Biomed Pharmacother. 2019 Apr ;112:108619. Epub 2019 Feb 20. PMID: 30797156
Iman H El Khashab
Global cerebral ischemia is a leading cause of mortality worldwide. Several biomechanisms play a role in the pathology of cerebral ischemia reperfusion damage, such as oxidative stress, inflammation, apoptosis and excitotoxicity. Chrysin, a natural flavonoid with many important biological activities, was investigated in the present study for its possible neuroprotective properties in a rat model of global ischemia reperfusion. Male Wistar rats were allocated into three groups: sham-operated, ischemia/reperfusion, and chrysin (30 mg/kg) groups.

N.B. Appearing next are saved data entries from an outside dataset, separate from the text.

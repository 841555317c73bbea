use std::io::Write;
use std::path::{Path, PathBuf};
use std::sync::Arc;
use std::thread;
use std::time::Duration;

use anyhow::{ensure, Context, Result};
use clap::Parser;

use wav_capture_core::storage::file_name::recording_file_name;
use wav_capture_core::{
    AudioFormat, Recorder, RecorderConfiguration, RecorderError, RecorderListener, RecorderState, Timer,
    TimerListener,
};
use wav_capture_cpal::{CpalMicCapture, DeviceEnumerator};

/// Record the microphone to a WAV file.
#[derive(Parser, Debug)]
#[command(name = "wavrec", version, about)]
struct Args {
    /// Output file; the name may use letters, digits, '-' and '_'
    #[arg(short, long, default_value = "recording.wav")]
    output: PathBuf,

    /// Recording length in seconds, pauses excluded
    #[arg(short, long, default_value_t = 5.0)]
    seconds: f64,

    #[arg(long, default_value_t = 44_100)]
    sample_rate: u32,

    #[arg(long, default_value_t = 1)]
    channels: u16,

    /// 16 or 32
    #[arg(long, default_value_t = 16)]
    bits: u16,

    /// Input device name (see --list-devices)
    #[arg(short, long)]
    device: Option<String>,

    /// Opaque string stored with the result (e.g. a scanned code)
    #[arg(short, long)]
    tag: Option<String>,

    /// Pause after this many seconds of recording
    #[arg(long)]
    pause_at: Option<f64>,

    /// Pause length in seconds
    #[arg(long, default_value_t = 1.0)]
    pause_for: f64,

    /// List input devices and exit
    #[arg(long)]
    list_devices: bool,
}

/// Writes the running clock on one stderr line.
struct ConsoleClock;

impl TimerListener for ConsoleClock {
    fn on_timer_tick(&self, elapsed: &str) {
        let mut stderr = std::io::stderr().lock();
        let _ = write!(stderr, "\r{}", elapsed);
        let _ = stderr.flush();
    }
}

struct LogListener;

impl RecorderListener for LogListener {
    fn on_state_changed(&self, state: RecorderState) {
        log::debug!("Recorder is {}", state);
    }

    fn on_error(&self, error: &RecorderError) {
        log::error!("Recorder error: {}", error);
    }
}

fn output_path(output: &Path) -> Result<PathBuf> {
    let name = output
        .file_name()
        .and_then(|n| n.to_str())
        .context("output path has no file name")?;
    let name = recording_file_name(name)?;
    Ok(output.with_file_name(name))
}

fn seconds(value: f64, flag: &str) -> Result<Duration> {
    ensure!(value.is_finite() && value >= 0.0, "--{} must be a non-negative number", flag);
    Ok(Duration::from_secs_f64(value))
}

fn main() -> Result<()> {
    env_logger::Builder::from_env(env_logger::Env::default().default_filter_or("info")).init();
    let args = Args::parse();

    if args.list_devices {
        for device in DeviceEnumerator::new().list_input_devices()? {
            let marker = if device.is_default { " (default)" } else { "" };
            println!("{}{}", device.name, marker);
        }
        return Ok(());
    }

    let total = seconds(args.seconds, "seconds")?;
    let pause = match args.pause_at {
        Some(at) => Some((seconds(at, "pause-at")?, seconds(args.pause_for, "pause-for")?)),
        None => None,
    };

    let format = AudioFormat::new(args.sample_rate, args.channels, args.bits);
    format.validate().map_err(anyhow::Error::msg)?;
    let path = output_path(&args.output)?;

    let runtime = tokio::runtime::Builder::new_multi_thread()
        .worker_threads(1)
        .enable_time()
        .build()
        .context("failed to build tokio runtime")?;

    let provider = match &args.device {
        Some(name) => CpalMicCapture::with_device(name.as_str()),
        None => CpalMicCapture::default_device(),
    };
    let mut recorder = Recorder::new(provider, RecorderConfiguration::new(&path).with_format(format));
    recorder.subscribe(Arc::new(LogListener));
    recorder.set_tag(args.tag.clone());

    let mut timer = Timer::new().with_runtime(runtime.handle().clone());
    timer.subscribe(Arc::new(ConsoleClock));

    log::info!("Recording {} from {}", path.display(), recorder.device_info().name);
    recorder.start()?;
    timer.start();

    match pause {
        Some((at, length)) if at < total => {
            thread::sleep(at);
            recorder.pause()?;
            timer.pause();
            log::info!("Paused for {:?}", length);
            thread::sleep(length);
            recorder.resume()?;
            timer.start();
            thread::sleep(total - at);
        }
        _ => thread::sleep(total),
    }

    timer.stop();
    let result = recorder.stop()?;
    eprintln!();

    println!("{}", serde_json::to_string_pretty(&result)?);
    Ok(())
}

All animals were subjected to ischemia for 15 min followed by reperfusion for 60 min, except for the sham-operated group. Rats were decapitated, then both hippocampi were rapidly excised to evaluate several biomarkers that reflect ischemic injury. The obtained results showed that pre-treatment with chrysin attenuated ischemia-induced oxidative stress by: (i) restoring the glutathione level; and (ii) depressing the levels/activities of thiobarbituric acid reactive substances, the hippocampal NADPH, as well as the xanthine oxidase. Exposure to chrysin also suppressed the inflammation accompanying the ischemia/reperfusion (I/R) damage, through increasing the interleukin-10 level, while decreasing the levels of both interleukin-6 and tumour necrosis factor-alpha. Moreover, an increase in Bcl2 and a decrease in both BAX and Hsp90 levels were recorded following chrysin exposure, which was also accompanied with elevated glutamate and aspartate levels. In conclusion, chrysin has demonstrated an anti-ischemic potential, through attenuation of the mechanisms underlying I/R injury. These data add to the knowledge on the significance of natural flavonoids as neuroprotective agents.